* Task prompt: Give back all the data below exactly as it is shown.

....

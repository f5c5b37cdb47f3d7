use std::time::Duration;

use serde::Serialize;

use crate::model::{ActionId, RecognitionResult};

/// Lifecycle of one execution.
#[derive(Debug, Clone, Copy, PartialEq, Eq, Serialize)]
#[serde(rename_all = "snake_case")]
pub enum ExecutionStatus {
    Pending,
    Running,
    Paused,
    Completed,
    Failed,
    Cancelled,
    Timeout,
}

impl ExecutionStatus {
    pub fn is_terminal(self) -> bool {
        matches!(
            self,
            Self::Completed | Self::Failed | Self::Cancelled | Self::Timeout
        )
    }
}

/// Outcome of one action.
#[derive(Debug, Clone, Copy, PartialEq, Eq, Serialize)]
#[serde(rename_all = "snake_case")]
pub enum ActionStatus {
    Succeeded,
    Failed,
    /// The guard evaluated to false.
    Skipped,
    /// Interrupted by cancellation or the run deadline before it finished.
    Cancelled,
}

#[derive(Debug, Clone, Serialize)]
pub struct ActionResult {
    pub action_id: ActionId,
    pub label: String,
    /// Position inside the sequence that holds the action.
    pub index: usize,
    /// Script repetition this result belongs to (0-based).
    pub iteration: u32,
    pub status: ActionStatus,
    pub message: Option<String>,
    pub duration: Duration,
    /// Recognition outcome for image actions.
    #[serde(skip_serializing_if = "Option::is_none")]
    pub recognition: Option<RecognitionResult>,
    /// Results of nested actions (loop bodies, conditional branches).
    #[serde(skip_serializing_if = "Vec::is_empty")]
    pub children: Vec<ActionResult>,
}

impl ActionResult {
    pub fn is_failure(&self) -> bool {
        self.status == ActionStatus::Failed
    }
}

/// What a caller gets back from an execution. Partial progress is always kept.
#[derive(Debug, Clone, Serialize)]
pub struct ExecutionResult {
    pub status: ExecutionStatus,
    pub message: Option<String>,
    pub duration: Duration,
    /// Top-level actions that were attempted (succeeded or failed).
    pub actions_executed: usize,
    pub actions_succeeded: usize,
    pub actions_failed: usize,
    pub actions_skipped: usize,
    /// Top-level results in execution order.
    pub action_results: Vec<ActionResult>,
    /// The action that aborted the run, when the status is `Failed`.
    pub failed_action: Option<ActionId>,
    /// Completed script repetitions.
    pub iterations: u32,
}

impl ExecutionResult {
    pub(crate) fn new(status: ExecutionStatus, action_results: Vec<ActionResult>) -> Self {
        let count = |s| action_results.iter().filter(|r| r.status == s).count();
        let actions_succeeded = count(ActionStatus::Succeeded);
        let actions_failed = count(ActionStatus::Failed);
        let actions_skipped = count(ActionStatus::Skipped);
        Self {
            status,
            message: None,
            duration: Duration::ZERO,
            actions_executed: actions_succeeded + actions_failed,
            actions_succeeded,
            actions_failed,
            actions_skipped,
            action_results,
            failed_action: None,
            iterations: 0,
        }
    }

    /// A run refused before anything was attempted.
    pub(crate) fn rejected(message: impl Into<String>) -> Self {
        Self {
            message: Some(message.into()),
            ..Self::new(ExecutionStatus::Failed, Vec::new())
        }
    }

    /// Completed, but at least one action failed under continue-on-error.
    pub fn has_failures(&self) -> bool {
        self.actions_failed > 0
    }

    pub fn is_success(&self) -> bool {
        self.status == ExecutionStatus::Completed && !self.has_failures()
    }
}

#[cfg(test)]
mod tests {
    use super::*;

    fn result(status: ActionStatus) -> ActionResult {
        ActionResult {
            action_id: ActionId::new(),
            label: "x".into(),
            index: 0,
            iteration: 0,
            status,
            message: None,
            duration: Duration::ZERO,
            recognition: None,
            children: Vec::new(),
        }
    }

    #[test]
    fn counts_ignore_skipped_and_cancelled() {
        let r = ExecutionResult::new(
            ExecutionStatus::Completed,
            vec![
                result(ActionStatus::Succeeded),
                result(ActionStatus::Failed),
                result(ActionStatus::Skipped),
                result(ActionStatus::Cancelled),
            ],
        );
        assert_eq!(r.actions_executed, 2);
        assert_eq!(r.actions_failed, 1);
        assert_eq!(r.actions_skipped, 1);
        assert!(r.has_failures());
        assert!(!r.is_success());
    }

    #[test]
    fn rejected_runs_are_failed_and_empty() {
        let r = ExecutionResult::rejected("busy");
        assert_eq!(r.status, ExecutionStatus::Failed);
        assert!(r.action_results.is_empty());
        assert!(ExecutionStatus::Timeout.is_terminal());
        assert!(!ExecutionStatus::Paused.is_terminal());
    }
}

....

* The answer:
repository f5c5b37cdb47f3d7
use std::time::Duration;

use serde::Serialize;

use crate::model::{ActionId, RecognitionResult};

/// Lifecycle of one execution.
#[derive(Debug, Clone, Copy, PartialEq, Eq, Serialize)]
#[serde(rename_all = "snake_case")]
pub enum ExecutionStatus {
    Pending,
    Running,
    Paused,
    Completed,
    Failed,
    Cancelled,
    Timeout,
}

impl ExecutionStatus {
    pub fn is_terminal(self) -> bool {
        matches!(
            self,
            Self::Completed | Self::Failed | Self::Cancelled | Self::Timeout
        )
    }
}

/// Outcome of one action.
#[derive(Debug, Clone, Copy, PartialEq, Eq, Serialize)]
#[serde(rename_all = "snake_case")]
pub enum ActionStatus {
    Succeeded,
    Failed,
    /// The guard evaluated to false.
    Skipped,
    /// Interrupted by cancellation or the run deadline before it finished.
    Cancelled,
}

#[derive(Debug, Clone, Serialize)]
pub struct ActionResult {
    pub action_id: ActionId,
    pub label: String,
    /// Position inside the sequence that holds the action.
    pub index: usize,
    /// Script repetition this result belongs to (0-based).
    pub iteration: u32,
    pub status: ActionStatus,
    pub message: Option<String>,
    pub duration: Duration,
    /// Recognition outcome for image actions.
    #[serde(skip_serializing_if = "Option::is_none")]
    pub recognition: Option<RecognitionResult>,
    /// Results of nested actions (loop bodies, conditional branches).
    #[serde(skip_serializing_if = "Vec::is_empty")]
    pub children: Vec<ActionResult>,
}

impl ActionResult {
    pub fn is_failure(&self) -> bool {
        self.status == ActionStatus::Failed
    }
}

/// What a caller gets back from an execution. Partial progress is always kept.
#[derive(Debug, Clone, Serialize)]
pub struct ExecutionResult {
    pub status: ExecutionStatus,
    pub message: Option<String>,
    pub duration: Duration,
    /// Top-level actions that were attempted (succeeded or failed).
    pub actions_executed: usize,
    pub actions_succeeded: usize,
    pub actions_failed: usize,
    pub actions_skipped: usize,
    /// Top-level results in execution order.
    pub action_results: Vec<ActionResult>,
    /// The action that aborted the run, when the status is `Failed`.
    pub failed_action: Option<ActionId>,
    /// Completed script repetitions.
    pub iterations: u32,
}

impl ExecutionResult {
    pub(crate) fn new(status: ExecutionStatus, action_results: Vec<ActionResult>) -> Self {
        let count = |s| action_results.iter().filter(|r| r.status == s).count();
        let actions_succeeded = count(ActionStatus::Succeeded);
        let actions_failed = count(ActionStatus::Failed);
        let actions_skipped = count(ActionStatus::Skipped);
        Self {
            status,
            message: None,
            duration: Duration::ZERO,
            actions_executed: actions_succeeded + actions_failed,
            actions_succeeded,
            actions_failed,
            actions_skipped,
            action_results,
            failed_action: None,
            iterations: 0,
        }
    }

    /// A run refused before anything was attempted.
    pub(crate) fn rejected(message: impl Into<String>) -> Self {
        Self {
            message: Some(message.into()),
            ..Self::new(ExecutionStatus::Failed, Vec::new())
        }
    }

    /// Completed, but at least one action failed under continue-on-error.
    pub fn has_failures(&self) -> bool {
        self.actions_failed > 0
    }

    pub fn is_success(&self) -> bool {
        self.status == ExecutionStatus::Completed && !self.has_failures()
    }
}

#[cfg(test)]
mod tests {
    use super::*;

    fn result(status: ActionStatus) -> ActionResult {
        ActionResult {
            action_id: ActionId::new(),
            label: "x".into(),
            index: 0,
            iteration: 0,
            status,
            message: None,
            duration: Duration::ZERO,
            recognition: None,
            children: Vec::new(),
        }
    }

    #[test]
    fn counts_ignore_skipped_and_cancelled() {
        let r = ExecutionResult::new(
            ExecutionStatus::Completed,
            vec![
                result(ActionStatus::Succeeded),
                result(ActionStatus::Failed),
                result(ActionStatus::Skipped),
                result(ActionStatus::Cancelled),
            ],
        );
        assert_eq!(r.actions_executed, 2);
        assert_eq!(r.actions_failed, 1);
        assert_eq!(r.actions_skipped, 1);
        assert!(r.has_failures());
        assert!(!r.is_success());
    }

    #[test]
    fn rejected_runs_are_failed_and_empty() {
        let r = ExecutionResult::rejected("busy");
        assert_eq!(r.status, ExecutionStatus::Failed);
        assert!(r.action_results.is_empty());
        assert!(ExecutionStatus::Timeout.is_terminal());
        assert!(!ExecutionStatus::Paused.is_terminal());
    }
}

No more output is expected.